A groundbreaking study from the Buck Institute for Research on Aging has unveiled a novel role for brain sugar metabolism in combating Alzheimer’s disease and other dementias. Published in Nature Metabolism, the research highlights how glycogen, a stored form of glucose, can protect the brain from toxic protein buildup and degeneration when properly metabolized.
Traditionally, glycogen is viewed as an energy reserve stored in the liver and muscles. While its presence in the brain, particularly in support cells known as astrocytes, is acknowledged, its significance in neurons has been largely overlooked. “This new study challenges that view, and it does so with striking implications,” said Professor Pankaj Kapahi, PhD, the study’s senior scientist. “Stored glycogen doesn’t just sit there in the brain; it is involved in pathology.”

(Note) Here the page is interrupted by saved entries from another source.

impl IndexEngine {
    pub fn new() -> Self {
        IndexEngine::default()
    }

    pub fn is_empty(&self) -> bool {
        self.root.is_empty()
    }

    /// Tolerant descent matching `construct_index_parts`: at each step,
    /// descend into a child named by the current segment if one exists;
    /// otherwise stay at the same level and try the next segment. This is
    /// what lets an index created at `user:age` be located and updated by a
    /// mutation at `user:1:age` — the entity id segment isn't part of the
    /// index tree and gets skipped. Returns the key path actually matched,
    /// ending at a leaf, or `None` if no leaf was reached.
    fn match_path(&self, segs: &[&str]) -> Option<Vec<String>> {
        let mut map = &self.root;
        let mut idx = 0;
        let mut matched = Vec::new();
        while idx < segs.len() {
            match map.get(segs[idx]) {
                Some(IndexNode::Leaf(_)) => {
                    matched.push(segs[idx].to_string());
                    return Some(matched);
                }
                Some(IndexNode::Nested(m)) => {
                    matched.push(segs[idx].to_string());
                    map = m;
                    idx += 1;
                }
                None => idx += 1,
            }
        }
        None
    }

    fn leaf_at(&self, matched: &[String]) -> Option<&IndexDescriptor> {
        let mut map = &self.root;
        for (i, key) in matched.iter().enumerate() {
            match map.get(key)? {
                IndexNode::Leaf(d) if i == matched.len() - 1 => return Some(d),
                IndexNode::Nested(m) => map = m,
                _ => return None,
            }
        }
        None
    }

    fn leaf_at_mut(&mut self, matched: &[String]) -> Option<&mut IndexDescriptor> {
        let mut map = &mut self.root;
        for (i, key) in matched.iter().enumerate() {
            let last = i == matched.len() - 1;
            match map.get_mut(key)? {
                IndexNode::Leaf(d) if last => return Some(d),
                IndexNode::Nested(m) => map = m,
                _ => return None,
            }
        }
        None
    }

    /// Remove every now-empty map along `matched`, from the leaf upward.
    fn prune_matched(&mut self, matched: &[String]) {
        fn rec(map: &mut IndexMap<String, IndexNode>, matched: &[String]) {
            if matched.is_empty() {
                return;
            }
            let key = &matched[0];
            let remove = match map.get_mut(key) {
                Some(IndexNode::Nested(inner)) => {
                    rec(inner, &matched[1..]);
                    inner.is_empty()
                }
                Some(IndexNode::Leaf(d)) => d.is_empty(),
                None => false,
            };
            if remove {
                map.shift_remove(key);
            }
        }
        rec(&mut self.root, matched);
    }

    /// Create an index at `path` (colon-joined index field path, e.g.
    /// `user:age`), backfilling it from the current contents of the
    /// top-level collection named by the path's first segment.
    pub fn create(&mut self, path: &str, kind: IndexKind, data: &DataStore) -> Result<()> {
        let segs = split(path);
        if segs.is_empty() {
            return Err(err("Missing index path"));
        }
        let mut map = &mut self.root;
        for seg in &segs[..segs.len() - 1] {
            map = map
                .entry(seg.to_string())
                .or_insert_with(|| IndexNode::Nested(IndexMap::new()))
                .as_nested_mut()
                .ok_or_else(|| err("Index path collides with an existing leaf"))?;
        }
        let last = segs[segs.len() - 1];
        if map.contains_key(last) {
            return Err(err("Index already exists"));
        }
        let mut descriptor = IndexDescriptor::new(kind);

        let top = segs[0];
        let field_path = &segs[1..];
        if let Some(Value::Object(entities)) = data.top_level(top) {
            for (entity_id, entity) in entities {
                if let Some(value) = nested_get(entity, field_path) {
                    let entity_key = format!("{top}:{entity_id}");
                    apply_add(&mut descriptor, value, &entity_key);
                }
            }
        }
        map.insert(last.to_string(), IndexNode::Leaf(descriptor));
        Ok(())
    }

    /// Called after a document field at `mutation_path` is written with
    /// `value`, for the entity identified by `entity_key` (`"<top>:<id>"`).
    pub fn on_add(&mut self, mutation_path: &str, value: &Value, entity_key: &str) {
        let segs = split(mutation_path);
        if let Some(matched) = self.match_path(&segs) {
            if let Some(descriptor) = self.leaf_at_mut(&matched) {
                apply_add(descriptor, value, entity_key);
            }
        }
    }

    /// Mirror of `on_add`: called before a document field is overwritten or
    /// removed, with the value it used to hold.
    pub fn on_remove(&mut self, mutation_path: &str, old_value: &Value, entity_key: &str) {
        let segs = split(mutation_path);
        if let Some(matched) = self.match_path(&segs) {
            if let Some(descriptor) = self.leaf_at_mut(&matched) {
                apply_remove(descriptor, old_value, entity_key);
            }
            self.prune_matched(&matched);
        }
    }

    /// Strip every indexed field of an entity being deleted wholesale (DEL
    /// on an object leaf). `entity` is the object that was removed.
    pub fn remove_entity(&mut self, entity_path: &str, _entity: &Value) {
        let segs = split(entity_path);
        if segs.is_empty() {
            return;
        }
        let top = segs[0];
        let entity_key = segs.join(":");
        let fields = match self.root.get(top) {
            Some(IndexNode::Nested(m)) => m.keys().cloned().collect::<Vec<_>>(),
            _ => return,
        };
        for field in fields {
            if let Some(IndexNode::Leaf(descriptor)) = self
                .root
                .get_mut(top)
                .and_then(|n| n.as_nested_mut())
                .and_then(|m| m.get_mut(&field))
            {
                match &mut descriptor.values {
                    IndexValues::Sets(m) => {
                        for bucket in m.values_mut() {
                            bucket.shift_remove(&entity_key);
                        }
                        m.retain(|_, b| !b.is_empty());
                    }
                    IndexValues::Strings(m) => {
                        m.retain(|_, v| v != &entity_key);
                    }
                }
            }
            self.prune_matched(&[top.to_string(), field]);
        }
    }

    /// Remove a single field value from its index (DEL on a non-object
    /// leaf). `parent_path` is the field's parent path; `field` its name.
    pub fn remove_field(&mut self, parent_path: &str, field: &str, value: &Value) {
        let mut segs: Vec<&str> = split(parent_path);
        let entity_key = segs.join(":");
        segs.push(field);
        if let Some(matched) = self.match_path(&segs) {
            if let Some(descriptor) = self.leaf_at_mut(&matched) {
                apply_remove(descriptor, value, &entity_key);
            }
            self.prune_matched(&matched);
        }
    }

    pub fn del(&mut self, path: &str, value: &str) -> Result<()> {
        let segs = split(path);
        let matched = self
            .match_path(&segs)
            .ok_or_else(|| err(format!("Index '{path}' not found")))?;
        let descriptor = self
            .leaf_at_mut(&matched)
            .ok_or_else(|| err(format!("Index '{path}' not found")))?;
        let removed = match &mut descriptor.values {
            IndexValues::Strings(m) => m.shift_remove(value).is_some(),
            IndexValues::Sets(m) => m.shift_remove(value).is_some(),
        };
        if !removed {
            return Err(err(format!("Value {value} not found under index {path}")));
        }
        self.prune_matched(&matched);
        Ok(())
    }

    pub fn flush(&mut self, path: &str) -> Result<()> {
        let segs = split(path);
        if segs.is_empty() {
            return Err(err("Missing index path"));
        }
        if segs.len() == 1 {
            if self.root.shift_remove(segs[0]).is_none() {
                return Err(err(format!("Index '{}' not found", segs[0])));
            }
            return Ok(());
        }
        let mut map = match self.root.get_mut(segs[0]) {
            Some(IndexNode::Nested(m)) => m,
            _ => return Err(err(format!("Index '{}' not found", segs[0]))),
        };
        for seg in &segs[1..segs.len() - 1] {
            map = match map.get_mut(*seg) {
                Some(IndexNode::Nested(m)) => m,
                _ => return Err(err(format!("Sub-key '{seg}' not found"))),
            };
        }
        let last = segs[segs.len() - 1];
        if map.shift_remove(last).is_none() {
            return Err(err(format!("Sub-key '{last}' not found in index")));
        }
        let prefix: Vec<String> = segs[..segs.len() - 1].iter().map(|s| s.to_string()).collect();
        self.prune_matched(&prefix);
        Ok(())
    }

    pub fn get(&self, path: &str) -> Option<&IndexDescriptor> {
        let segs = split(path);
        let matched = self.match_path(&segs)?;
        self.leaf_at(&matched)
    }

    /// `INDICES LIST`: just the shape (type + field names), no values.
    pub fn list_structure(&self) -> Value {
        fn walk(m: &IndexMap<String, IndexNode>) -> Value {
            let mut out = IndexMap::new();
            for (k, v) in m {
                match v {
                    IndexNode::Leaf(d) => {
                        out.insert(k.clone(), Value::Str(d.kind.as_str().to_string()));
                    }
                    IndexNode::Nested(m) => {
                        out.insert(k.clone(), walk(m));
                    }
                }
            }
            Value::Object(out)
        }
        walk(&self.root)
    }

    /// Rebuild a fresh engine entirely from the live data tree, descending
    /// the existing index shape to know which fields to index. Used by the
    /// index/data-consistency property check.
    pub fn rebuild_from(&self, data: &DataStore) -> IndexEngine {
        fn walk(node: &IndexNode, prefix: &[String], data: &DataStore, out: &mut IndexEngine) {
            match node {
                IndexNode::Leaf(d) => {
                    let path = prefix.join(":");
                    let _ = out.create(&path, d.kind, data);
                }
                IndexNode::Nested(m) => {
                    for (k, v) in m {
                        let mut next = prefix.to_vec();
                        next.push(k.clone());
                        walk(v, &next, data, out);
                    }
                }
            }
        }
        let mut out = IndexEngine::new();
        for (k, v) in &self.root {
            walk(v, &[k.clone()], data, &mut out);
        }
        out
    }

    pub fn to_value(&self) -> Value {
        fn walk(m: &IndexMap<String, IndexNode>) -> Value {
            let mut out = IndexMap::new();
            for (k, v) in m {
                match v {
                    IndexNode::Leaf(d) => {
                        let mut inner = IndexMap::new();
                        inner.insert("type".to_string(), Value::Str(d.kind.as_str().to_string()));
                        let values = match &d.values {
                            IndexValues::Strings(sm) => {
                                let mut vm = IndexMap::new();
                                for (vk, vv) in sm {
                                    vm.insert(vk.clone(), Value::Str(vv.clone()));
                                }
                                Value::Object(vm)
                            }
                            IndexValues::Sets(sm) => {
                                let mut vm = IndexMap::new();
                                for (vk, vv) in sm {
                                    vm.insert(
                                        vk.clone(),
                                        Value::List(vv.iter().map(|s| Value::Str(s.clone())).collect()),
                                    );
                                }
                                Value::Object(vm)
                            }
                        };
                        inner.insert("values".to_string(), values);
                        out.insert(k.clone(), Value::Object(inner));
                    }
                    IndexNode::Nested(m) => {
                        out.insert(k.clone(), walk(m));
                    }
                }
            }
            Value::Object(out)
        }
        walk(&self.root)
    }

    pub fn from_value(v: &Value) -> IndexEngine {
        fn walk(v: &Value) -> IndexMap<String, IndexNode> {
            let mut out = IndexMap::new();
            if let Value::Object(m) = v {
                for (k, inner) in m {
                    if let Value::Object(o) = inner {
                        if let (Some(Value::Str(kind)), Some(values)) =
                            (o.get("type"), o.get("values"))
                        {
                            if let Some(kind) = IndexKind::parse(kind) {
                                let descriptor = match kind {
                                    IndexKind::String => {
                                        let mut sm = IndexMap::new();
                                        if let Value::Object(vm) = values {
                                            for (vk, vv) in vm {
                                                sm.insert(vk.clone(), vv.stringify());
                                            }
                                        }
                                        IndexDescriptor { kind, values: IndexValues::Strings(sm) }
                                    }
                                    IndexKind::Set => {
                                        let mut sm = IndexMap::new();
                                        if let Value::Object(vm) = values {
                                            for (vk, vv) in vm {
                                                let set: IndexSet<String> = match vv {
                                                    Value::List(l) => {
                                                        l.iter().map(Value::stringify).collect()
                                                    }
                                                    other => {
                                                        [other.stringify()].into_iter().collect()
                                                    }
                                                };
                                                sm.insert(vk.clone(), set);
                                            }
                                        }
                                        IndexDescriptor { kind, values: IndexValues::Sets(sm) }
                                    }
                                };
                                out.insert(k.clone(), IndexNode::Leaf(descriptor));
                                continue;
                            }
                        }
                    }
                    out.insert(k.clone(), IndexNode::Nested(walk(inner)));
                }
            }
            out
        }
        IndexEngine { root: walk(v) }
    }
}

Uncovering the Role of Glycogen in Neurodegeneration
Led by postdoctoral researcher Sudipta Bar, PhD, the research team discovered that neurons in both fly and human models of tauopathy—a group of neurodegenerative diseases including Alzheimer’s—accumulate excessive glycogen. This buildup appears to contribute to disease progression. Bar explained that tau, a protein notorious for forming tangles in Alzheimer’s patients, binds to glycogen, trapping it and preventing its breakdown.
The inability to break down glycogen deprives neurons of a crucial mechanism for managing oxidative stress, a key factor in aging and neurodegeneration. By restoring the activity of glycogen phosphorylase (GlyP), an enzyme that initiates glycogen breakdown, researchers were able to reduce tau-related damage in both fruit flies and human stem cell-derived neurons.
Redirecting Glycogen for Brain Protection
Instead of using glycogen purely for energy production, these enzyme-supported neurons redirected the sugar molecules into the pentose phosphate pathway (PPP). This pathway is essential for generating NADPH and Glutathione, molecules that protect against oxidative stress. “By increasing GlyP activity, the brain cells could better detoxify harmful reactive oxygen species, thereby reducing damage and even extending the lifespan of tauopathy model flies,” Bar noted.
Furthermore, the study revealed that dietary restriction (DR), known to extend lifespan, naturally enhanced GlyP activity and improved tau-related outcomes in flies. The researchers also mimicked these effects pharmacologically using a molecule called 8-Br-cAMP, suggesting that drug-based activation of this sugar-clearing system could replicate the benefits of DR. “This work could explain why GLP-1 drugs, now widely used for weight loss, show promise against dementia, potentially by mimicking dietary restriction,” said Kapahi.
Implications for Human Health and Future Therapies
The team also confirmed similar glycogen accumulation and protective effects of GlyP in human neurons derived from patients with frontotemporal dementia (FTD), underscoring the potential for translational therapies. Kapahi emphasized the importance of using simple model organisms like flies to advance understanding of metabolic dysregulation in neurodegeneration. “Work in this simple animal allowed us to move into human neurons in a much more targeted way,” he said.
Kapahi credited the collaborative environment at the Buck Institute as a major factor in the study’s success. His lab, specializing in fly aging and neurodegeneration, collaborated with the Schilling lab for proteomics expertise, the Seyfried lab at Emory University, and the Ellerby lab for expertise in human iPSCs and neurodegeneration.
A New Direction in Alzheimer’s Research
This study not only highlights glycogen metabolism as an unexpected hero in the brain but also opens a new direction in the search for treatments against Alzheimer’s and related diseases. “By discovering how neurons manage sugar, we may have unearthed a novel therapeutic strategy: one that targets the cell’s inner chemistry to fight age-related decline,” Kapahi remarked. “As we continue to age as a society, findings like these offer hope that better understanding—and perhaps rebalancing—our brain’s hidden sugar code could unlock powerful tools for combating dementia.”
The research was supported by various grants, including those from the NIH, the Hevolution Foundation, and the American Federation of Aging Research, among others. The Buck Institute for Research on Aging, located just north of San Francisco, is a leader in the effort to target aging and increase human health span.